We returned together to Venice, where we separated, and I passed the rest of the night in great distress. In the morning I wrote to the fair afflicted, and whilst endeavouring to console her to the best of my ability, I tried to impress on her the necessity for prudence and the avoidance of such escapades as might eventually ruin us.
Next day I received her reply, every word of which spelt despair. Nature had given her a disposition which had become so intensified by indulgence that the cloister was unbearable to her, and I foresaw the hard fights I should have to undergo.

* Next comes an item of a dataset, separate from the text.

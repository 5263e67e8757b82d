pub mod client;
pub mod types;

pub use client::{DEFAULT_LANGUAGE, MovieDatabase, TmdbClient, TmdbError};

We saw each other the Thursday after Easter, and I told her that I should not come to the casino before midnight. She had had four hours to pass with her lover in tears and regrets, amongst which she had often cursed her cruel fate and the foolish resolution which made her take the veil. We supped together, and although the meal was a rich and delicate one we did it little honour. When we had finished, the ambassador left, entreating me to remain, which I did, without thinking at all of the pleasures of a party of two, for Love lighteth not his torch at the hearts of two lovers who are full of grief and sorrow. M—— M—— had grown thin, and her condition excited my pity and shut out all other feelings. I held her a long time in my arms, covering her with tender and affectionate kisses, but I shewed no intention of consoling her by amusements in which her spirit could not have taken part. She said, before we parted, that I had shewn myself a true lover, and she asked me to consider myself from henceforth as her only friend and protector.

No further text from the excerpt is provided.